*** Opening of Provided records ***
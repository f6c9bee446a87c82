use std::fmt;
use std::rc::Rc;

use super::context::{provide_context, Context};
use super::host::{ComponentId, Host};
use crate::error::Result;

/// Something that installs context values while a component renders.
pub trait Provider {
    fn provide(&self) -> Result<()>;
}

/// Provides one value under one context.
pub struct ContextProvider<T> {
    ctx: Context<T>,
    value: T,
}

impl<T: Clone + 'static> ContextProvider<T> {
    /// Provide `value` under `ctx`.
    pub fn new(ctx: Context<T>, value: T) -> Self {
        Self { ctx, value }
    }

    /// The context this provider installs.
    pub fn context(&self) -> &Context<T> {
        &self.ctx
    }

    /// The value handed to consumers.
    pub fn value(&self) -> &T {
        &self.value
    }

    /// Mount a provider component under `parent` with `child` beneath it.
    pub fn mount<F>(self, host: &Host, parent: Option<ComponentId>, child: F) -> Result<ComponentId>
    where
        F: FnMut() -> Result<()> + 'static,
    {
        compose_providers([Rc::new(self) as Rc<dyn Provider>]).mount(host, parent, child)
    }
}

impl<T: Clone + 'static> Provider for ContextProvider<T> {
    fn provide(&self) -> Result<()> {
        provide_context(&self.ctx, self.value.clone())
    }
}

impl<T> fmt::Debug for ContextProvider<T> {
    fn fmt(&self, f: &mut fmt::Formatter<'_>) -> fmt::Result {
        f.debug_struct("ContextProvider")
            .field("ctx", &self.ctx)
            .finish_non_exhaustive()
    }
}

/// An ordered list of providers acting as one.
///
/// Built by [`compose_providers`]. The first provider is the outermost.
#[derive(Clone, Default)]
pub struct ComposedProvider {
    providers: Vec<Rc<dyn Provider>>,
}

/// Combine providers into one, preserving nesting order.
///
/// # Examples
///
/// ```
/// use modelkit::{compose_providers, try_use_context, Context, ContextProvider, Host, Provider};
/// use std::rc::Rc;
///
/// let name: Context<&'static str> = Context::new();
/// let level: Context<u8> = Context::new();
///
/// let providers = compose_providers([
///     Rc::new(ContextProvider::new(name, "outer")) as Rc<dyn Provider>,
///     Rc::new(ContextProvider::new(level, 3)),
/// ]);
///
/// let host = Host::new();
/// providers
///     .mount(&host, None, move || {
///         assert_eq!(try_use_context(&name)?, "outer");
///         assert_eq!(try_use_context(&level)?, 3);
///         Ok(())
///     })
///     .unwrap();
/// assert_eq!(host.len(), 3);
/// ```
pub fn compose_providers<I>(providers: I) -> ComposedProvider
where
    I: IntoIterator<Item = Rc<dyn Provider>>,
{
    ComposedProvider {
        providers: providers.into_iter().collect(),
    }
}

impl ComposedProvider {
    /// Number of composed providers.
    pub fn len(&self) -> usize {
        self.providers.len()
    }

    pub fn is_empty(&self) -> bool {
        self.providers.is_empty()
    }

    /// Mount one component per provider, each nested in the previous, then
    /// mount `child` under the innermost. Returns the child's id.
    ///
    /// With no providers the child is mounted directly under `parent`. If any
    /// mount fails, everything this call mounted is unmounted again.
    pub fn mount<F>(&self, host: &Host, parent: Option<ComponentId>, child: F) -> Result<ComponentId>
    where
        F: FnMut() -> Result<()> + 'static,
    {
        let mut outermost = None;
        let mut current = parent;
        for provider in &self.providers {
            let provider = Rc::clone(provider);
            match host.mount(current, move || provider.provide()) {
                Ok(id) => {
                    outermost.get_or_insert(id);
                    current = Some(id);
                }
                Err(err) => {
                    if let Some(id) = outermost {
                        host.unmount(id);
                    }
                    return Err(err);
                }
            }
        }
        host.mount(current, child).inspect_err(|_| {
            if let Some(id) = outermost {
                host.unmount(id);
            }
        })
    }
}

impl Provider for ComposedProvider {
    /// Install every provider in order in the current component; later
    /// providers shadow earlier ones for the same context.
    fn provide(&self) -> Result<()> {
        for provider in &self.providers {
            provider.provide()?;
        }
        Ok(())
    }
}

impl fmt::Debug for ComposedProvider {
    fn fmt(&self, f: &mut fmt::Formatter<'_>) -> fmt::Result {
        f.debug_struct("ComposedProvider")
            .field("providers", &self.providers.len())
            .finish()
    }
}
*** Close of Provided records ***
* _Exercise requirements_
Retype all the data exactly, line for line.

* _Reply_
repository f6c9bee446a87c82
use std::fmt;
use std::rc::Rc;

use super::context::{provide_context, Context};
use super::host::{ComponentId, Host};
use crate::error::Result;

/// Something that installs context values while a component renders.
pub trait Provider {
    fn provide(&self) -> Result<()>;
}

/// Provides one value under one context.
pub struct ContextProvider<T> {
    ctx: Context<T>,
    value: T,
}

impl<T: Clone + 'static> ContextProvider<T> {
    /// Provide `value` under `ctx`.
    pub fn new(ctx: Context<T>, value: T) -> Self {
        Self { ctx, value }
    }

    /// The context this provider installs.
    pub fn context(&self) -> &Context<T> {
        &self.ctx
    }

    /// The value handed to consumers.
    pub fn value(&self) -> &T {
        &self.value
    }

    /// Mount a provider component under `parent` with `child` beneath it.
    pub fn mount<F>(self, host: &Host, parent: Option<ComponentId>, child: F) -> Result<ComponentId>
    where
        F: FnMut() -> Result<()> + 'static,
    {
        compose_providers([Rc::new(self) as Rc<dyn Provider>]).mount(host, parent, child)
    }
}

impl<T: Clone + 'static> Provider for ContextProvider<T> {
    fn provide(&self) -> Result<()> {
        provide_context(&self.ctx, self.value.clone())
    }
}

impl<T> fmt::Debug for ContextProvider<T> {
    fn fmt(&self, f: &mut fmt::Formatter<'_>) -> fmt::Result {
        f.debug_struct("ContextProvider")
            .field("ctx", &self.ctx)
            .finish_non_exhaustive()
    }
}

/// An ordered list of providers acting as one.
///
/// Built by [`compose_providers`]. The first provider is the outermost.
#[derive(Clone, Default)]
pub struct ComposedProvider {
    providers: Vec<Rc<dyn Provider>>,
}

/// Combine providers into one, preserving nesting order.
///
/// # Examples
///
/// ```
/// use modelkit::{compose_providers, try_use_context, Context, ContextProvider, Host, Provider};
/// use std::rc::Rc;
///
/// let name: Context<&'static str> = Context::new();
/// let level: Context<u8> = Context::new();
///
/// let providers = compose_providers([
///     Rc::new(ContextProvider::new(name, "outer")) as Rc<dyn Provider>,
///     Rc::new(ContextProvider::new(level, 3)),
/// ]);
///
/// let host = Host::new();
/// providers
///     .mount(&host, None, move || {
///         assert_eq!(try_use_context(&name)?, "outer");
///         assert_eq!(try_use_context(&level)?, 3);
///         Ok(())
///     })
///     .unwrap();
/// assert_eq!(host.len(), 3);
/// ```
pub fn compose_providers<I>(providers: I) -> ComposedProvider
where
    I: IntoIterator<Item = Rc<dyn Provider>>,
{
    ComposedProvider {
        providers: providers.into_iter().collect(),
    }
}

impl ComposedProvider {
    /// Number of composed providers.
    pub fn len(&self) -> usize {
        self.providers.len()
    }

    pub fn is_empty(&self) -> bool {
        self.providers.is_empty()
    }

    /// Mount one component per provider, each nested in the previous, then
    /// mount `child` under the innermost. Returns the child's id.
    ///
    /// With no providers the child is mounted directly under `parent`. If any
    /// mount fails, everything this call mounted is unmounted again.
    pub fn mount<F>(&self, host: &Host, parent: Option<ComponentId>, child: F) -> Result<ComponentId>
    where
        F: FnMut() -> Result<()> + 'static,
    {
        let mut outermost = None;
        let mut current = parent;
        for provider in &self.providers {
            let provider = Rc::clone(provider);
            match host.mount(current, move || provider.provide()) {
                Ok(id) => {
                    outermost.get_or_insert(id);
                    current = Some(id);
                }
                Err(err) => {
                    if let Some(id) = outermost {
                        host.unmount(id);
                    }
                    return Err(err);
                }
            }
        }
        host.mount(current, child).inspect_err(|_| {
            if let Some(id) = outermost {
                host.unmount(id);
            }
        })
    }
}

impl Provider for ComposedProvider {
    /// Install every provider in order in the current component; later
    /// providers shadow earlier ones for the same context.
    fn provide(&self) -> Result<()> {
        for provider in &self.providers {
            provider.provide()?;
        }
        Ok(())
    }
}

impl fmt::Debug for ComposedProvider {
    fn fmt(&self, f: &mut fmt::Formatter<'_>) -> fmt::Result {
        f.debug_struct("ComposedProvider")
            .field("providers", &self.providers.len())
            .finish()
    }
}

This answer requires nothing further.